- Collected data entries -
■ ■ ■ ■ ■

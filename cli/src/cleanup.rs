use anyhow::{anyhow, ensure, Result};
use clap::Parser;
use log::info;
use smoke_clusters::{Cluster, ProviderRegistry};
use std::time::Duration;

const CLEANUP_TIMEOUT: Duration = Duration::from_secs(1200);

/// Clean up the resources provisioned for an environment.
#[derive(Debug, Parser)]
pub(crate) struct Cleanup {
    /// Name of the existing environment.
    #[clap(long = "env")]
    env: String,
    /// The platform that the environment was deployed on.
    #[clap(long = "env-platform", default_value = "kind")]
    env_platform: String,
}

impl Cleanup {
    pub(crate) async fn run(self, registry: &ProviderRegistry) -> Result<()> {
        ensure!(
            registry.contains(&self.env_platform),
            "unsupported platform: '{}'. supported values are: {}",
            self.env_platform,
            registry.supported_names().join(", ")
        );

        let cluster = registry.attach(&self.env_platform, &self.env).await?;
        info!("cleaning up cluster of environment {}", self.env);
        tokio::time::timeout(CLEANUP_TIMEOUT, cluster.cleanup())
            .await
            .map_err(|_| anyhow!("timed out cleaning up environment {}", self.env))??;
        Ok(())
    }
}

■ ■ ■ ■ ■

- PROBLEM STATEMENT -
Beginning with the line that contains "cluster = registry.attach(&self.env_platform, &self.env).await?;", repeat every line through the end of the records and nothing more.

- SOLUTION TO THIS PROBLEM -
        let cluster = registry.attach(&self.env_platform, &self.env).await?;
        info!("cleaning up cluster of environment {}", self.env);
        tokio::time::timeout(CLEANUP_TIMEOUT, cluster.cleanup())
            .await
            .map_err(|_| anyhow!("timed out cleaning up environment {}", self.env))??;
        Ok(())
    }
}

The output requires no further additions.